▶ [Task statement]: Copy each line from the data that has the word "Failed" in it.

(Entries supplied begins)

use std::sync::Arc;

use crate::features::avatar::AvatarPipeline;

/// 聚合的应用共享状态
#[derive(Clone)]
pub struct AppState {
    /// 头像处理管线（持有缓存、存储目录与协作方）
    pub pipeline: Arc<AvatarPipeline>,
}

impl AppState {
    pub fn new(pipeline: AvatarPipeline) -> Self {
        Self {
            pipeline: Arc::new(pipeline),
        }
    }
}
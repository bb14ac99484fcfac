use once_cell::sync::OnceCell;
use reqwest::Client;
use std::time::Duration;

use crate::config::ChainConfig;

/// 全局复用的 HTTP Client（统一连接池/Keep-Alive），避免每次请求重复创建。
///
/// 链上 REST 与图层下载的超时不同，这里按用途拆分 client；
/// 首次调用时按传入配置初始化，之后的调用复用同一实例。
static CHAIN_CLIENT: OnceCell<Client> = OnceCell::new();
static LAYER_CLIENT: OnceCell<Client> = OnceCell::new();

fn build(timeout_secs: u64) -> Result<Client, reqwest::Error> {
    let mut builder = Client::builder().user_agent(concat!(
        env!("CARGO_PKG_NAME"),
        "/",
        env!("CARGO_PKG_VERSION")
    ));
    // 0 表示不限制
    if timeout_secs > 0 {
        builder = builder.timeout(Duration::from_secs(timeout_secs));
    }
    builder.build()
}

/// 链上 REST 请求使用的 client
pub fn chain_client(cfg: &ChainConfig) -> Result<&'static Client, reqwest::Error> {
    CHAIN_CLIENT.get_or_try_init(|| build(cfg.timeout_secs))
}

/// 图层图片下载使用的 client
pub fn layer_client(cfg: &ChainConfig) -> Result<&'static Client, reqwest::Error> {
    LAYER_CLIENT.get_or_try_init(|| build(cfg.layer_timeout_secs))
}
use std::path::Path;

use axum::{
    body::Body,
    http::{
        StatusCode,
        header::{CONTENT_LENGTH, CONTENT_TYPE},
    },
    response::{IntoResponse, Response},
};
use futures_util::TryStreamExt;
use tokio_util::io::ReaderStream;

use crate::error::AppError;

pub const PNG_CONTENT_TYPE: &str = "image/png";

/// 以流的方式返回已落盘的图片。
///
/// 打开/读取元数据失败直接返回错误；传输中途的读错误会终止响应体，不会挂起请求。
pub async fn stream_image(path: &Path, status: StatusCode) -> Result<Response, AppError> {
    let file = tokio::fs::File::open(path)
        .await
        .map_err(|e| AppError::Stream(format!("Unable to open {}: {e}", path.display())))?;
    let len = file
        .metadata()
        .await
        .map_err(|e| AppError::Stream(format!("Unable to stat {}: {e}", path.display())))?
        .len();

    let shown = path.display().to_string();
    let stream = ReaderStream::new(file).inspect_err(move |e| {
        tracing::error!(path = %shown, error = %e, "图片流传输中断");
    });

    Ok((
        status,
        [
            (CONTENT_TYPE, PNG_CONTENT_TYPE.to_string()),
            (CONTENT_LENGTH, len.to_string()),
        ],
        Body::from_stream(stream),
    )
        .into_response())
}
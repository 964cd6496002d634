// src/gitlink/output.rs
// =============================================================================
// Writes the result buckets to disk.
//
// Three files, always written, always overwritten:
//   url_not_valid.txt              "<url>.git"
//   repository_not_available.txt   "<url>.git"
//   correct_links.txt              "<url>.git",
//
// The trailing comma in correct_links.txt lets the file be pasted straight
// into a list literal in another source file.
// =============================================================================

use anyhow::{Context, Result};
use std::path::Path;
use tracing::info;

use super::partition::Buckets;
use crate::config::CheckConfig;

pub fn write_buckets(config: &CheckConfig, buckets: &Buckets) -> Result<()> {
    std::fs::create_dir_all(&config.out_dir).with_context(|| {
        format!("Failed to create output directory {}", config.out_dir.display())
    })?;

    write_lines(&config.not_valid_path(), &quoted(buckets.invalid.iter()))?;
    write_lines(&config.not_available_path(), &quoted(buckets.unavailable.iter()))?;
    write_lines(&config.correct_links_path(), &list_entries(buckets.correct_links()))?;

    Ok(())
}

// `"<url>.git"` per line
fn quoted<'a>(links: impl Iterator<Item = &'a String>) -> String {
    links.map(|link| format!("\"{link}.git\"\n")).collect()
}

// `"<url>.git",` per line
fn list_entries<'a>(links: impl Iterator<Item = &'a String>) -> String {
    links.map(|link| format!("\"{link}.git\",\n")).collect()
}

fn write_lines(path: &Path, contents: &str) -> Result<()> {
    std::fs::write(path, contents).with_context(|| format!("Failed to write {}", path.display()))?;
    info!(path = %path.display(), lines = contents.lines().count(), "wrote results");
    Ok(())
}
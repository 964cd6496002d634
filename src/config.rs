// src/config.rs
// =============================================================================
// Fixed settings for the link checker.
//
// The file names below are what other tooling expects to find after a run,
// so they are constants rather than flags. The input path, output directory
// and timeout can be overridden from the command line.
// =============================================================================

use std::path::PathBuf;
use std::time::Duration;

pub const DEFAULT_INPUT: &str = "link.txt";
pub const DEFAULT_TIMEOUT_SECS: u64 = 100;

pub const NOT_VALID_FILE: &str = "url_not_valid.txt";
pub const NOT_AVAILABLE_FILE: &str = "repository_not_available.txt";
pub const CORRECT_LINKS_FILE: &str = "correct_links.txt";

// Sent with every probe so hosts can tell who is asking
pub const USER_AGENT: &str = concat!("gitlink-audit/", env!("CARGO_PKG_VERSION"));

// Everything the `check` subcommand needs, gathered from the CLI
#[derive(Debug, Clone)]
pub struct CheckConfig {
    pub input: PathBuf,
    pub out_dir: PathBuf,
    pub timeout: Duration,
    pub json: bool,
}

impl CheckConfig {
    pub fn new(input: PathBuf, out_dir: PathBuf, timeout_secs: u64, json: bool) -> Self {
        Self {
            input,
            out_dir,
            timeout: Duration::from_secs(timeout_secs),
            json,
        }
    }

    pub fn not_valid_path(&self) -> PathBuf {
        self.out_dir.join(NOT_VALID_FILE)
    }

    pub fn not_available_path(&self) -> PathBuf {
        self.out_dir.join(NOT_AVAILABLE_FILE)
    }

    pub fn correct_links_path(&self) -> PathBuf {
        self.out_dir.join(CORRECT_LINKS_FILE)
    }
}
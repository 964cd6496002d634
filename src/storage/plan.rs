// src/storage/plan.rs
// =============================================================================
// Turns a storage snapshot into a reviewable cleanup plan.
//
// plan() is a pure function: same snapshot in, same lines out, no I/O. The
// output is a shell script made of comments and rm/mv commands that the
// operator can read, edit and run by hand.
//
// Rust concepts:
// - Display: lets every line be printed with {} and turned into a String
// - let-else: early `continue`/`return` when a pattern does not match
// - Cow: borrow the path text when it needs no quoting, own it when it does
// =============================================================================

use std::borrow::Cow;
use std::collections::HashSet;
use std::fmt;
use std::path::{Path, PathBuf};

use super::snapshot::{EntryKind, StorageSnapshot, GITHUB_DIR};

/// A command the operator may run by hand
#[derive(Debug, Clone, PartialEq, Eq)]
pub enum ShellCommand {
    /// `rm <path>`
    RemoveFile(PathBuf),
    /// `rm -rf <path>`
    RemoveDir(PathBuf),
    /// `mv <from> <to>`
    Move { from: PathBuf, to: PathBuf },
}

// Characters that never need quoting in a POSIX shell word
fn is_shell_safe(c: char) -> bool {
    c.is_ascii_alphanumeric() || matches!(c, '/' | '.' | '_' | '-' | '+' | ':' | ',' | '@' | '%' | '=')
}

// Wraps the path in single quotes if it contains anything a shell would
// interpret (spaces, `;`, `$`, globs, ...). Embedded quotes become '\''.
fn shell_quote(path: &Path) -> Cow<'_, str> {
    let text = path.to_string_lossy();
    if !text.is_empty() && text.chars().all(is_shell_safe) {
        text
    } else {
        Cow::Owned(format!("'{}'", text.replace('\'', r"'\''")))
    }
}

impl fmt::Display for ShellCommand {
    fn fmt(&self, f: &mut fmt::Formatter<'_>) -> fmt::Result {
        match self {
            ShellCommand::RemoveFile(path) => write!(f, "rm {}", shell_quote(path)),
            ShellCommand::RemoveDir(path) => write!(f, "rm -rf {}", shell_quote(path)),
            ShellCommand::Move { from, to } => {
                write!(f, "mv {} {}", shell_quote(from), shell_quote(to))
            }
        }
    }
}

/// One line of the printed plan
#[derive(Debug, Clone, PartialEq, Eq)]
pub enum PlanLine {
    /// Printed as `# <text>`, informational only
    Comment(String),
    /// Printed as the shell command itself
    Command(ShellCommand),
}

impl fmt::Display for PlanLine {
    fn fmt(&self, f: &mut fmt::Formatter<'_>) -> fmt::Result {
        match self {
            PlanLine::Comment(text) => write!(f, "# {text}"),
            PlanLine::Command(command) => write!(f, "{command}"),
        }
    }
}

fn comment(text: impl Into<String>) -> PlanLine {
    PlanLine::Comment(text.into())
}

fn abnormal_file(path: PathBuf) -> [PlanLine; 2] {
    [
        comment(format!("meet an abnormal file: {}", path.display())),
        PlanLine::Command(ShellCommand::RemoveFile(path)),
    ]
}

pub fn plan(snapshot: &StorageSnapshot) -> Vec<PlanLine> {
    let mut lines = vec![comment("clean storage root dir")];
    plan_root(snapshot, &mut lines);

    lines.push(comment(format!("clean storage/{GITHUB_DIR}")));
    plan_github(snapshot, &mut lines);

    lines
}

// Host directories (github.com, gitlab.com, ...) have a dot in their name.
// Everything else at the root is leftover.
fn plan_root(snapshot: &StorageSnapshot, lines: &mut Vec<PlanLine>) {
    let mut kept = Vec::new();

    for entry in &snapshot.entries {
        if entry.name.contains('.') {
            kept.push(entry.name.as_str());
            continue;
        }

        let path = snapshot.root.join(&entry.name);
        match entry.kind {
            EntryKind::Dir => lines.push(PlanLine::Command(ShellCommand::RemoveDir(path))),
            EntryKind::File => lines.extend(abnormal_file(path)),
        }
    }

    lines.push(comment("after clean: "));
    lines.extend(kept.into_iter().map(|name| comment(format!("   {name}"))));
}

fn plan_github(snapshot: &StorageSnapshot, lines: &mut Vec<PlanLine>) {
    let github_path = snapshot.root.join(GITHUB_DIR);

    let Some(owners) = &snapshot.github else {
        lines.push(comment(format!("no {} directory, skipped", github_path.display())));
        return;
    };

    for owner in owners {
        let owner_path = github_path.join(&owner.name);

        if owner.kind == EntryKind::File {
            lines.extend(abnormal_file(owner_path));
            continue;
        }

        // A dangling symlink is listed but does not exist
        let siblings: HashSet<&str> = owner
            .children
            .iter()
            .filter(|child| child.exists)
            .map(|child| child.name.as_str())
            .collect();

        for child in &owner.children {
            let Some(bare) = child.name.strip_suffix(".git") else {
                continue;
            };

            let path = owner_path.join(&child.name);
            let command = if siblings.contains(bare) {
                ShellCommand::RemoveDir(path)
            } else {
                ShellCommand::Move {
                    from: path,
                    to: owner_path.join(bare),
                }
            };
            lines.push(PlanLine::Command(command));
        }
    }
}

/// Renders the plan as a shell script, one line per entry.
///
/// Paths containing shell metacharacters are single-quoted, so a directory
/// named `a b` or `x;y` cannot turn a reviewed `rm` into another command.
pub fn render(lines: &[PlanLine]) -> String {
    lines.iter().map(|line| format!("{line}\n")).collect()
}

(Entries supplied ends)

▶ [Answer space]:
        format!("Failed to create output directory {}", config.out_dir.display())
    std::fs::write(path, contents).with_context(|| format!("Failed to write {}", path.display()))?;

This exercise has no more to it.